- [Exercise objective]: Search each line of the data for the word "Some"; copy every line where it is found.

Provided records Block Start

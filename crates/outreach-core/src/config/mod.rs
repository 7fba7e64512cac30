mod defaults;

#[cfg(test)]
mod tests;

use serde::{Deserialize, Serialize};
use std::path::Path;
use tracing::{info, warn};

use crate::error::OutreachError;
use defaults::*;

/// Top-level Outreach configuration.
#[derive(Debug, Clone, Default, Serialize, Deserialize)]
pub struct Config {
    #[serde(default)]
    pub outreach: OutreachConfig,
    #[serde(default)]
    pub transport: TransportConfig,
    #[serde(default)]
    pub responder: ResponderConfig,
    #[serde(default)]
    pub monitor: MonitorConfig,
    #[serde(default)]
    pub bulk: BulkConfig,
    #[serde(default)]
    pub store: StoreConfig,
    #[serde(default)]
    pub directory: DirectoryConfig,
    #[serde(default)]
    pub api: ApiConfig,
}

/// General settings.
#[derive(Debug, Clone, Serialize, Deserialize)]
pub struct OutreachConfig {
    #[serde(default = "default_name")]
    pub name: String,
    #[serde(default = "default_data_dir")]
    pub data_dir: String,
    #[serde(default = "default_log_level")]
    pub log_level: String,
}

impl Default for OutreachConfig {
    fn default() -> Self {
        Self {
            name: default_name(),
            data_dir: default_data_dir(),
            log_level: default_log_level(),
        }
    }
}

/// Messaging transport (browser-automation bridge) settings.
#[derive(Debug, Clone, Serialize, Deserialize)]
pub struct TransportConfig {
    #[serde(default = "default_transport_base_url")]
    pub base_url: String,
    /// Country code assumed for numbers written without one (e.g. "966").
    #[serde(default = "default_country_code")]
    pub default_country_code: String,
    #[serde(default = "default_transport_timeout")]
    pub timeout_secs: u64,
}

impl Default for TransportConfig {
    fn default() -> Self {
        Self {
            base_url: default_transport_base_url(),
            default_country_code: default_country_code(),
            timeout_secs: default_transport_timeout(),
        }
    }
}

/// Reply generator settings.
#[derive(Debug, Clone, Serialize, Deserialize)]
pub struct ResponderConfig {
    #[serde(default = "default_responder_provider")]
    pub provider: String,
    /// Empty = read `OPENAI_API_KEY` at load time.
    #[serde(default)]
    pub api_key: String,
    #[serde(default = "default_openai_base_url")]
    pub base_url: String,
    /// Empty = read `OPENAI_MODEL` at load time, else the default model.
    #[serde(default)]
    pub model: String,
    #[serde(default = "default_max_tokens")]
    pub max_tokens: u32,
    #[serde(default = "default_temperature")]
    pub temperature: f32,
    #[serde(default = "default_responder_timeout")]
    pub timeout_secs: u64,
    #[serde(default = "default_system_prompt")]
    pub system_prompt: String,
    /// Optional file whose content replaces `system_prompt`.
    #[serde(default)]
    pub system_prompt_file: Option<String>,
    /// Sent instead of a generated reply when the responder fails.
    #[serde(default = "default_fallback_reply")]
    pub fallback_reply: String,
}

impl Default for ResponderConfig {
    fn default() -> Self {
        Self {
            provider: default_responder_provider(),
            api_key: String::new(),
            base_url: default_openai_base_url(),
            model: String::new(),
            max_tokens: default_max_tokens(),
            temperature: default_temperature(),
            timeout_secs: default_responder_timeout(),
            system_prompt: default_system_prompt(),
            system_prompt_file: None,
            fallback_reply: default_fallback_reply(),
        }
    }
}

impl ResponderConfig {
    /// Effective system prompt: the prompt file when readable, else the inline prompt.
    pub fn resolve_system_prompt(&self) -> String {
        if let Some(ref file) = self.system_prompt_file {
            let path = shellexpand(file);
            match std::fs::read_to_string(&path) {
                Ok(content) if !content.trim().is_empty() => return content.trim().to_string(),
                Ok(_) => warn!("system prompt file {path} is empty, using inline prompt"),
                Err(e) => warn!("failed to read system prompt file {path}: {e}"),
            }
        }
        self.system_prompt.clone()
    }
}

/// Monitoring scheduler settings.
#[derive(Debug, Clone, Serialize, Deserialize)]
pub struct MonitorConfig {
    #[serde(default = "default_poll_interval")]
    pub poll_interval_secs: u64,
    /// How often a suspended loop rechecks the bulk-send gate.
    #[serde(default = "default_gate_recheck_ms")]
    pub gate_recheck_ms: u64,
    /// How long `stop` waits for the loop to exit.
    #[serde(default = "default_stop_timeout")]
    pub stop_timeout_secs: u64,
    /// Maximum turns kept per conversation.
    #[serde(default = "default_history_cap")]
    pub history_cap: usize,
    /// Most recent turns sent to the responder as context.
    #[serde(default = "default_context_turns")]
    pub context_turns: usize,
    /// Seen message IDs retained per contact.
    #[serde(default = "default_ledger_cap")]
    pub ledger_cap: usize,
    /// Contacts added to monitoring at start-up.
    #[serde(default)]
    pub contacts: Vec<String>,
}

impl Default for MonitorConfig {
    fn default() -> Self {
        Self {
            poll_interval_secs: default_poll_interval(),
            gate_recheck_ms: default_gate_recheck_ms(),
            stop_timeout_secs: default_stop_timeout(),
            history_cap: default_history_cap(),
            context_turns: default_context_turns(),
            ledger_cap: default_ledger_cap(),
            contacts: Vec::new(),
        }
    }
}

/// Bulk-send pacing and quota.
///
/// Between two sends the run waits `min_delay_secs..=max_delay_secs`. After
/// every `short_break_every` sends that wait is replaced by a short break,
/// after every `long_break_every` sends by a long one, and with probability
/// `random_pause_chance` an extra pause follows. An `*_every` of 0 disables
/// that break.
#[derive(Debug, Clone, Serialize, Deserialize)]
pub struct BulkConfig {
    /// Maximum successful sends per calendar day.
    #[serde(default = "default_daily_limit")]
    pub daily_limit: u32,
    #[serde(default = "default_min_delay")]
    pub min_delay_secs: u64,
    #[serde(default = "default_max_delay")]
    pub max_delay_secs: u64,
    #[serde(default = "default_short_break_every")]
    pub short_break_every: usize,
    #[serde(default = "default_short_break_min")]
    pub short_break_min_secs: u64,
    #[serde(default = "default_short_break_max")]
    pub short_break_max_secs: u64,
    #[serde(default = "default_long_break_every")]
    pub long_break_every: usize,
    #[serde(default = "default_long_break_min")]
    pub long_break_min_secs: u64,
    #[serde(default = "default_long_break_max")]
    pub long_break_max_secs: u64,
    #[serde(default = "default_random_pause_chance")]
    pub random_pause_chance: f64,
    #[serde(default = "default_random_pause_min")]
    pub random_pause_min_secs: u64,
    #[serde(default = "default_random_pause_max")]
    pub random_pause_max_secs: u64,
}

impl Default for BulkConfig {
    fn default() -> Self {
        Self {
            daily_limit: default_daily_limit(),
            min_delay_secs: default_min_delay(),
            max_delay_secs: default_max_delay(),
            short_break_every: default_short_break_every(),
            short_break_min_secs: default_short_break_min(),
            short_break_max_secs: default_short_break_max(),
            long_break_every: default_long_break_every(),
            long_break_min_secs: default_long_break_min(),
            long_break_max_secs: default_long_break_max(),
            random_pause_chance: default_random_pause_chance(),
            random_pause_min_secs: default_random_pause_min(),
            random_pause_max_secs: default_random_pause_max(),
        }
    }
}

/// Lead store config.
#[derive(Debug, Clone, Serialize, Deserialize)]
pub struct StoreConfig {
    #[serde(default = "default_db_path")]
    pub db_path: String,
}

impl Default for StoreConfig {
    fn default() -> Self {
        Self {
            db_path: default_db_path(),
        }
    }
}

/// Optional contacts directory used for lead enrichment.
#[derive(Debug, Clone, Default, Serialize, Deserialize)]
pub struct DirectoryConfig {
    /// CSV with `phone`, `name`, and `city` columns.
    #[serde(default)]
    pub contacts_csv: Option<String>,
}

/// Control API served by `start` so a running scheduler can be steered.
#[derive(Debug, Clone, Serialize, Deserialize)]
pub struct ApiConfig {
    #[serde(default)]
    pub enabled: bool,
    #[serde(default = "default_api_host")]
    pub host: String,
    #[serde(default = "default_api_port")]
    pub port: u16,
    /// Bearer token. Empty = no auth (for local-only use).
    #[serde(default)]
    pub api_key: String,
}

impl Default for ApiConfig {
    fn default() -> Self {
        Self {
            enabled: false,
            host: default_api_host(),
            port: default_api_port(),
            api_key: String::new(),
        }
    }
}

/// Expand `~` to home directory.
pub fn shellexpand(path: &str) -> String {
    if let Some(rest) = path.strip_prefix("~/") {
        if let Some(home) = std::env::var_os("HOME") {
            return format!("{}/{rest}", home.to_string_lossy());
        }
    }
    path.to_string()
}

/// Fill settings left empty in the file from the environment.
fn apply_env_fallbacks(config: &mut Config) {
    if config.responder.api_key.is_empty() {
        if let Ok(key) = std::env::var("OPENAI_API_KEY") {
            config.responder.api_key = key;
        }
    }
    if config.responder.model.is_empty() {
        config.responder.model =
            std::env::var("OPENAI_MODEL").unwrap_or_else(|_| default_openai_model());
    }
}

/// Load configuration from a TOML file.
///
/// Falls back to defaults if the file does not exist.
pub fn load(path: &str) -> Result<Config, OutreachError> {
    let path = Path::new(path);
    let mut config = if !path.exists() {
        info!(
            "Config file not found at {}, using defaults",
            path.display()
        );
        Config::default()
    } else {
        let content = std::fs::read_to_string(path).map_err(|e| {
            OutreachError::Config(format!("failed to read {}: {}", path.display(), e))
        })?;
        toml::from_str(&content)
            .map_err(|e| OutreachError::Config(format!("failed to parse config: {}", e)))?
    };

    apply_env_fallbacks(&mut config);
    validate(&config)?;
    Ok(config)
}

/// Reject settings the scheduler cannot run with.
fn validate(config: &Config) -> Result<(), OutreachError> {
    if config.monitor.poll_interval_secs == 0 {
        return Err(OutreachError::Config(
            "monitor.poll_interval_secs must be at least 1".into(),
        ));
    }
    if config.monitor.gate_recheck_ms == 0 {
        return Err(OutreachError::Config(
            "monitor.gate_recheck_ms must be at least 1".into(),
        ));
    }
    if config.monitor.history_cap == 0 || config.monitor.ledger_cap == 0 {
        return Err(OutreachError::Config(
            "monitor.history_cap and monitor.ledger_cap must be positive".into(),
        ));
    }
    let bulk = &config.bulk;
    for (lo, hi, min, max) in [
        ("min_delay_secs", "max_delay_secs", bulk.min_delay_secs, bulk.max_delay_secs),
        (
            "short_break_min_secs",
            "short_break_max_secs",
            bulk.short_break_min_secs,
            bulk.short_break_max_secs,
        ),
        (
            "long_break_min_secs",
            "long_break_max_secs",
            bulk.long_break_min_secs,
            bulk.long_break_max_secs,
        ),
        (
            "random_pause_min_secs",
            "random_pause_max_secs",
            bulk.random_pause_min_secs,
            bulk.random_pause_max_secs,
        ),
    ] {
        if min > max {
            return Err(OutreachError::Config(format!(
                "bulk.{lo} ({min}) exceeds bulk.{hi} ({max})"
            )));
        }
    }
    if !(0.0..=1.0).contains(&bulk.random_pause_chance) {
        return Err(OutreachError::Config(format!(
            "bulk.random_pause_chance must be between 0 and 1, got {}",
            bulk.random_pause_chance
        )));
    }
    Ok(())
}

Provided records Block End

- [Answer section]:
        if let Some(ref file) = self.system_prompt_file {
    if let Some(rest) = path.strip_prefix("~/") {
        if let Some(home) = std::env::var_os("HOME") {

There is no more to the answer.